// -------------------------------------------------------------------------------------------------
//  Copyright (C) 2015-2025 Nautech Systems Pty Ltd. All rights reserved.
//  https://nautechsystems.io
//
//  Licensed under the GNU Lesser General Public License Version 3.0 (the "License");
//  You may not use this file except in compliance with the License.
//  You may obtain a copy of the License at https://www.gnu.org/licenses/lgpl-3.0.en.html
//
//  Unless required by applicable law or agreed to in writing, software
//  distributed under the License is distributed on an "AS IS" BASIS,
//  WITHOUT WARRANTIES OR CONDITIONS OF ANY KIND, either express or implied.
//  See the License for the specific language governing permissions and
//  limitations under the License.
// -------------------------------------------------------------------------------------------------

//! Represents an amount of money in a specified currency denomination.
//!
//! A [`Money`] stores its amount as a raw `i64` scaled by `10^precision` of its currency
//! (kopecks for `RUR`, cents for `USD`). All arithmetic happens on the raw integer and is
//! checked: overflow is reported as [`MoneyError::ArithmeticOverflow`] rather than wrapping.

use std::{
    cmp::Ordering,
    fmt::{Debug, Display},
};

use monetary_core::{
    correctness::check_finite_f64,
    math::{ceil_to_multiple, pow10_i64, round_half_away_from_zero},
};
use rust_decimal::{
    Decimal, RoundingStrategy,
    prelude::{FromPrimitive, ToPrimitive},
};
use serde::{Deserialize, Serialize};

use crate::{
    error::MoneyError,
    policy::CurrencyPolicy,
    record::MoneyRecord,
    types::Currency,
};

/// The raw fixed-point representation of a money amount.
pub type MoneyRaw = i64;

/// Represents an amount of money in a specified currency denomination.
///
/// Values are immutable: every operation returns a new instance. Two values are equal
/// if and only if both the raw amount and the currency are equal, and the hash covers both.
///
/// Ordering is only defined within a single currency, so [`PartialOrd::partial_cmp`]
/// returns `None` for values in different currencies. Use [`Money::compare_to`] to get
/// an explicit [`MoneyError::CurrencyMismatch`] instead.
#[derive(Clone, Copy, PartialEq, Eq, Hash, Serialize, Deserialize)]
#[serde(into = "MoneyRecord", try_from = "MoneyRecord")]
pub struct Money {
    raw: MoneyRaw,
    currency: Currency,
}

impl Money {
    /// Creates a new [`Money`] from an amount in major units.
    ///
    /// The raw amount is `amount * 10^precision` rounded to the nearest integer,
    /// with ties rounded away from zero.
    ///
    /// # Errors
    ///
    /// Returns an error if:
    /// - `currency` is refused by the process-wide [`CurrencyPolicy`].
    /// - `currency` has a different precision from the registered currency of the same code.
    /// - `amount` is NaN or infinite.
    /// - The scaled amount does not fit in a [`MoneyRaw`].
    pub fn from_major_units(amount: f64, currency: Currency) -> Result<Self, MoneyError> {
        let currency = validate_currency(currency)?;
        check_finite_amount(amount, "amount")?;

        #[allow(clippy::cast_precision_loss, reason = "scale factor is at most 10^9")]
        let scaled = amount * currency.scale_factor() as f64;
        let raw = round_half_away_from_zero(scaled)
            .ok_or(MoneyError::overflow("from_major_units"))?;
        Ok(Self { raw, currency })
    }

    /// Creates a new [`Money`] from a whole number of major units, scaled exactly.
    ///
    /// # Errors
    ///
    /// Returns an error if `currency` is refused or the scaled amount overflows.
    pub fn from_integer_major_units(amount: i64, currency: Currency) -> Result<Self, MoneyError> {
        let currency = validate_currency(currency)?;
        let raw = amount
            .checked_mul(currency.scale_factor())
            .ok_or(MoneyError::overflow("from_integer_major_units"))?;
        Ok(Self { raw, currency })
    }

    /// Creates a new [`Money`] from an exact decimal amount in major units.
    ///
    /// The decimal is scaled by `10^precision` exactly and then truncated toward zero,
    /// so digits beyond the currency precision are dropped rather than rounded
    /// (`1.239 RUR` becomes 123 kopecks).
    ///
    /// # Errors
    ///
    /// Returns an error if `currency` is refused or the scaled amount overflows.
    pub fn from_decimal(amount: Decimal, currency: Currency) -> Result<Self, MoneyError> {
        let currency = validate_currency(currency)?;
        let raw = amount
            .checked_mul(Decimal::from(currency.scale_factor()))
            .and_then(|scaled| scaled.trunc().to_i64())
            .ok_or(MoneyError::overflow("from_decimal"))?;
        Ok(Self { raw, currency })
    }

    /// Creates a new [`Money`] from an already scaled `raw` amount.
    ///
    /// # Errors
    ///
    /// Returns an error if `currency` is refused by the process-wide [`CurrencyPolicy`]
    /// or its precision differs from the registered currency of the same code.
    pub fn from_raw(raw: MoneyRaw, currency: Currency) -> Result<Self, MoneyError> {
        let currency = validate_currency(currency)?;
        Ok(Self { raw, currency })
    }

    /// Creates a new [`Money`] from a `raw` amount and a currency `code` looked up in the registry.
    ///
    /// # Errors
    ///
    /// Returns [`MoneyError::InvalidCurrency`] if `code` is empty, unknown, or refused.
    pub fn from_raw_code(raw: MoneyRaw, code: &str) -> Result<Self, MoneyError> {
        if code.is_empty() {
            return Err(MoneyError::missing_currency());
        }
        let currency =
            Currency::try_from_str(code).ok_or_else(|| MoneyError::unknown_currency(code))?;
        Self::from_raw(raw, currency)
    }

    /// Creates a new [`Money`] instance with a value of zero in the given `currency`.
    ///
    /// # Errors
    ///
    /// Returns an error if `currency` is refused by the process-wide [`CurrencyPolicy`].
    pub fn zero(currency: Currency) -> Result<Self, MoneyError> {
        Self::from_raw(0, currency)
    }

    /// Creates a new [`Money`] in US dollars.
    ///
    /// # Errors
    ///
    /// See [`Money::from_major_units`].
    pub fn dollars(amount: f64) -> Result<Self, MoneyError> {
        Self::from_major_units(amount, Currency::USD())
    }

    /// Creates a new [`Money`] in domestic rubles (`RUR`).
    ///
    /// # Errors
    ///
    /// See [`Money::from_major_units`].
    pub fn rubles(amount: f64) -> Result<Self, MoneyError> {
        Self::from_major_units(amount, Currency::RUR())
    }

    /// Creates a new [`Money`] in domestic rubles (`RUR`) from a number of kopecks.
    ///
    /// # Errors
    ///
    /// See [`Money::from_raw`].
    pub fn kopecks(amount: i64) -> Result<Self, MoneyError> {
        Self::from_raw(amount, Currency::RUR())
    }

    /// Returns the raw fixed-point amount, in minor units of the currency.
    #[must_use]
    pub const fn raw(&self) -> MoneyRaw {
        self.raw
    }

    /// Returns the currency denomination.
    #[must_use]
    pub const fn currency(&self) -> Currency {
        self.currency
    }

    /// Returns the amount in major units as an exact `Decimal`.
    #[must_use]
    pub fn as_decimal(&self) -> Decimal {
        Decimal::new(self.raw, u32::from(self.currency.precision()))
    }

    /// Returns the amount in major units as an `f64`.
    ///
    /// This is lossy for large amounts and must not feed back into money arithmetic.
    #[must_use]
    #[allow(clippy::cast_precision_loss)]
    pub fn as_f64(&self) -> f64 {
        self.raw as f64 / self.currency.scale_factor() as f64
    }

    /// Returns `true` if the value of this instance is zero.
    #[must_use]
    pub const fn is_zero(&self) -> bool {
        self.raw == 0
    }

    /// Returns `true` if the value of this instance is greater than zero.
    #[must_use]
    pub const fn is_positive(&self) -> bool {
        self.raw > 0
    }

    /// Returns `true` if the value of this instance is less than zero.
    #[must_use]
    pub const fn is_negative(&self) -> bool {
        self.raw < 0
    }

    /// Returns the sum of this amount and `other`.
    ///
    /// # Errors
    ///
    /// Returns an error if the currencies differ or the sum overflows.
    #[allow(clippy::should_implement_trait, reason = "fallible, returns a `Result`")]
    pub fn add(&self, other: &Self) -> Result<Self, MoneyError> {
        self.check_same_currency("add", other)?;
        let raw = self
            .raw
            .checked_add(other.raw)
            .ok_or(MoneyError::overflow("add"))?;
        Ok(self.with_raw(raw))
    }

    /// Returns the difference of this amount and `other`.
    ///
    /// # Errors
    ///
    /// Returns an error if the currencies differ or the difference overflows.
    pub fn subtract(&self, other: &Self) -> Result<Self, MoneyError> {
        self.check_same_currency("subtract", other)?;
        let raw = self
            .raw
            .checked_sub(other.raw)
            .ok_or(MoneyError::overflow("subtract"))?;
        Ok(self.with_raw(raw))
    }

    /// Returns this amount multiplied by `scalar`.
    ///
    /// The product is computed in decimal from the exact raw amount and the decimal form
    /// of `scalar`, then rounded to the nearest integer with ties away from
    /// zero, so one kopeck times 2.5 is three kopecks.
    ///
    /// # Errors
    ///
    /// Returns an error if `scalar` is not finite or the product overflows.
    pub fn multiply(&self, scalar: f64) -> Result<Self, MoneyError> {
        check_finite_amount(scalar, "scalar")?;

        let raw = Decimal::from_f64(scalar)
            .and_then(|scalar| Decimal::from(self.raw).checked_mul(scalar))
            .map(|product| {
                product.round_dp_with_strategy(0, RoundingStrategy::MidpointAwayFromZero)
            })
            .and_then(|product| product.to_i64())
            .ok_or(MoneyError::overflow("multiply"))?;
        Ok(self.with_raw(raw))
    }

    /// Returns this amount with its sign flipped.
    ///
    /// # Errors
    ///
    /// Returns an error if the raw amount is [`MoneyRaw::MIN`].
    pub fn negate(&self) -> Result<Self, MoneyError> {
        let raw = self
            .raw
            .checked_neg()
            .ok_or(MoneyError::overflow("negate"))?;
        Ok(self.with_raw(raw))
    }

    /// Returns the absolute value of this amount.
    ///
    /// # Errors
    ///
    /// Returns an error if the raw amount is [`MoneyRaw::MIN`].
    pub fn abs(&self) -> Result<Self, MoneyError> {
        let raw = self
            .raw
            .checked_abs()
            .ok_or(MoneyError::overflow("abs"))?;
        Ok(self.with_raw(raw))
    }

    /// Rounds this amount up (toward positive infinity) to a multiple of `10^n` major units.
    ///
    /// `n = 0` rounds up to whole major units, `n = 1` to tens, `n = 3` to thousands.
    /// Negative amounts move toward zero: `-12.34 RUR` rounded with `n = 0` is `-12.00 RUR`.
    ///
    /// # Errors
    ///
    /// Returns an error if the multiple or the rounded amount does not fit in a [`MoneyRaw`].
    pub fn round_up(&self, n: u32) -> Result<Self, MoneyError> {
        let raw = n
            .checked_add(u32::from(self.currency.precision()))
            .and_then(pow10_i64)
            .and_then(|multiple| ceil_to_multiple(self.raw, multiple))
            .ok_or(MoneyError::overflow("round_up"))?;
        Ok(self.with_raw(raw))
    }

    /// Compares this amount with `other`.
    ///
    /// # Errors
    ///
    /// Returns [`MoneyError::CurrencyMismatch`] if the currencies differ.
    pub fn compare_to(&self, other: &Self) -> Result<Ordering, MoneyError> {
        self.check_same_currency("compare", other)?;
        Ok(self.raw.cmp(&other.raw))
    }

    /// Returns whether this amount and `other` share a currency and so can be compared.
    #[must_use]
    pub fn can_compare(&self, other: &Self) -> bool {
        self.currency == other.currency
    }

    /// Returns whether this amount is strictly greater than `other`.
    ///
    /// # Errors
    ///
    /// Returns [`MoneyError::CurrencyMismatch`] if the currencies differ.
    pub fn greater_than(&self, other: &Self) -> Result<bool, MoneyError> {
        Ok(self.compare_to(other)?.is_gt())
    }

    /// Currency validation already happened when `self` was built.
    const fn with_raw(&self, raw: MoneyRaw) -> Self {
        Self {
            raw,
            currency: self.currency,
        }
    }

    fn check_same_currency(&self, operation: &'static str, other: &Self) -> Result<(), MoneyError> {
        if self.currency != other.currency {
            return Err(MoneyError::CurrencyMismatch {
                operation,
                left: self.currency.code(),
                right: other.currency.code(),
            });
        }
        Ok(())
    }
}
// -------------------------------------------------------------------------------------------------
//  Copyright (C) 2015-2025 Nautech Systems Pty Ltd. All rights reserved.
//  https://nautechsystems.io
//
//  Licensed under the GNU Lesser General Public License Version 3.0 (the "License");
//  You may not use this file except in compliance with the License.
//  You may obtain a copy of the License at https://www.gnu.org/licenses/lgpl-3.0.en.html
//
//  Unless required by applicable law or agreed to in writing, software
//  distributed under the License is distributed on an "AS IS" BASIS,
//  WITHOUT WARRANTIES OR CONDITIONS OF ANY KIND, either express or implied.
//  See the License for the specific language governing permissions and
//  limitations under the License.
// -------------------------------------------------------------------------------------------------

//! Errors associated with monetary values and their configuration.

use std::path::PathBuf;

use strum::Display;
use ustr::Ustr;

/// The reason a currency was refused by a constructor.
#[derive(Copy, Clone, Debug, Display, PartialEq, Eq, Hash)]
#[strum(serialize_all = "snake_case")]
pub enum CurrencyRejection {
    /// No currency was supplied.
    Missing,
    /// The currency code is not present in the currency registry.
    Unknown,
    /// The currency is disallowed by the active [`crate::policy::CurrencyPolicy`].
    Disallowed,
    /// The currency precision differs from the registered currency with the same code.
    PrecisionMismatch,
}

/// Errors raised by [`crate::types::Money`] construction and arithmetic.
///
/// Every failure is a deterministic function of the inputs; nothing here is transient.
#[derive(thiserror::Error, Debug, Clone, PartialEq)]
pub enum MoneyError {
    #[error("Invalid currency '{code}': {reason}")]
    InvalidCurrency {
        code: String,
        reason: CurrencyRejection,
    },
    #[error("Currency mismatch: cannot {operation} {left} and {right}")]
    CurrencyMismatch {
        operation: &'static str,
        left: Ustr,
        right: Ustr,
    },
    #[error("Arithmetic overflow in `Money::{operation}`")]
    ArithmeticOverflow { operation: &'static str },
    #[error("Invalid non-finite value for '{param}', was {value}")]
    NonFiniteAmount { param: &'static str, value: f64 },
}

impl MoneyError {
    pub(crate) fn missing_currency() -> Self {
        Self::InvalidCurrency {
            code: String::new(),
            reason: CurrencyRejection::Missing,
        }
    }

    pub(crate) fn unknown_currency(code: &str) -> Self {
        Self::InvalidCurrency {
            code: code.to_string(),
            reason: CurrencyRejection::Unknown,
        }
    }

    pub(crate) fn disallowed_currency(code: Ustr) -> Self {
        Self::InvalidCurrency {
            code: code.to_string(),
            reason: CurrencyRejection::Disallowed,
        }
    }

    pub(crate) fn precision_mismatch(code: Ustr) -> Self {
        Self::InvalidCurrency {
            code: code.to_string(),
            reason: CurrencyRejection::PrecisionMismatch,
        }
    }

    pub(crate) const fn overflow(operation: &'static str) -> Self {
        Self::ArithmeticOverflow { operation }
    }
}

/// Errors raised while loading or applying a [`crate::config::MoneyConfig`].
#[derive(thiserror::Error, Debug)]
pub enum ConfigError {
    #[error("Failed to read config file '{path}': {source}")]
    ReadFile {
        path: PathBuf,
        #[source]
        source: std::io::Error,
    },
    #[error("Failed to parse config: {0}")]
    Parse(#[from] toml::de::Error),
    #[error("Invalid currency definition for '{code}': {reason}")]
    InvalidCurrency { code: String, reason: String },
    #[error("Currency registry error: {0}")]
    Registry(String),
    #[error("A process-wide currency policy is already installed")]
    PolicyAlreadyInstalled,
}

#[cfg(test)]
mod tests {
    use rstest::rstest;

    use super::*;

    #[rstest]
    fn test_invalid_currency_display() {
        let err = MoneyError::disallowed_currency(Ustr::from("RUB"));
        assert_eq!(err.to_string(), "Invalid currency 'RUB': disallowed");

        let err = MoneyError::missing_currency();
        assert_eq!(err.to_string(), "Invalid currency '': missing");

        let err = MoneyError::unknown_currency("XYZ");
        assert_eq!(err.to_string(), "Invalid currency 'XYZ': unknown");

        let err = MoneyError::precision_mismatch(Ustr::from("USD"));
        assert_eq!(err.to_string(), "Invalid currency 'USD': precision_mismatch");
    }

    #[rstest]
    fn test_currency_mismatch_display() {
        let err = MoneyError::CurrencyMismatch {
            operation: "add",
            left: Ustr::from("RUR"),
            right: Ustr::from("USD"),
        };
        assert_eq!(err.to_string(), "Currency mismatch: cannot add RUR and USD");
    }

    #[rstest]
    fn test_overflow_display() {
        let err = MoneyError::overflow("negate");
        assert_eq!(err.to_string(), "Arithmetic overflow in `Money::negate`");
    }
}
// -------------------------------------------------------------------------------------------------
//  Copyright (C) 2015-2025 Nautech Systems Pty Ltd. All rights reserved.
//  https://nautechsystems.io
//
//  Licensed under the GNU Lesser General Public License Version 3.0 (the "License");
//  You may not use this file except in compliance with the License.
//  You may obtain a copy of the License at https://www.gnu.org/licenses/lgpl-3.0.en.html
//
//  Unless required by applicable law or agreed to in writing, software
//  distributed under the License is distributed on an "AS IS" BASIS,
//  WITHOUT WARRANTIES OR CONDITIONS OF ANY KIND, either express or implied.
//  See the License for the specific language governing permissions and
//  limitations under the License.
// -------------------------------------------------------------------------------------------------

//! Functions for correctness checks similar to the *design by contract* philosophy.
//!
//! Each check returns an [`anyhow::Result`] so callers can either propagate the failure
//! with `?` or turn it into a panic with `.expect(FAILED)` for infallible convenience paths.

/// A message prefix that can be used with calls to `expect` or other assertion-related functions.
///
/// This constant provides a standard message that can be used to indicate a failure condition
/// when a predicate or condition does not hold true.
pub const FAILED: &str = "Condition failed";

/// Checks the string `s` is not empty.
///
/// # Errors
///
/// Returns an error if `s` is empty.
#[inline(always)]
pub fn check_nonempty_string<T: AsRef<str>>(s: T, param: &str) -> anyhow::Result<()> {
    if s.as_ref().is_empty() {
        anyhow::bail!("invalid string for '{param}', was empty");
    }
    Ok(())
}

/// Checks the string `s` is a valid ASCII code.
///
/// The string must be non-empty, contain no whitespace, and consist only of
/// ASCII alphanumeric characters.
///
/// # Errors
///
/// Returns an error if:
/// - `s` is an empty string.
/// - `s` contains whitespace.
/// - `s` contains a non-ASCII-alphanumeric character.
#[inline(always)]
pub fn check_valid_string_ascii<T: AsRef<str>>(s: T, param: &str) -> anyhow::Result<()> {
    let s = s.as_ref();

    if s.is_empty() {
        anyhow::bail!("invalid string for '{param}', was empty");
    }

    if s.chars().any(char::is_whitespace) {
        anyhow::bail!("invalid string for '{param}' contained whitespace, was '{s}'");
    }

    if !s.chars().all(|c| c.is_ascii_alphanumeric()) {
        anyhow::bail!("invalid string for '{param}' contained a non-alphanumeric char, was '{s}'");
    }

    Ok(())
}

/// Checks the `u8` value is in range [`l`, `r`] (inclusive).
///
/// # Errors
///
/// Returns an error if the validation check fails.
#[inline(always)]
pub fn check_in_range_inclusive_u8(value: u8, l: u8, r: u8, param: &str) -> anyhow::Result<()> {
    if value < l || value > r {
        anyhow::bail!("invalid u8 for '{param}' not in range [{l}, {r}], was {value}")
    }
    Ok(())
}

/// Checks the `f64` value is finite (not NaN and not infinite).
///
/// # Errors
///
/// Returns an error if the validation check fails.
#[inline(always)]
pub fn check_finite_f64(value: f64, param: &str) -> anyhow::Result<()> {
    if !value.is_finite() {
        anyhow::bail!("invalid f64 for '{param}', was {value}")
    }
    Ok(())
}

.....

Your assignment
Show each line in the data where the string "left" appears.

Answer section
                left: self.currency.code(),
    #[error("Currency mismatch: cannot {operation} {left} and {right}")]
        left: Ustr,
            left: Ustr::from("RUR"),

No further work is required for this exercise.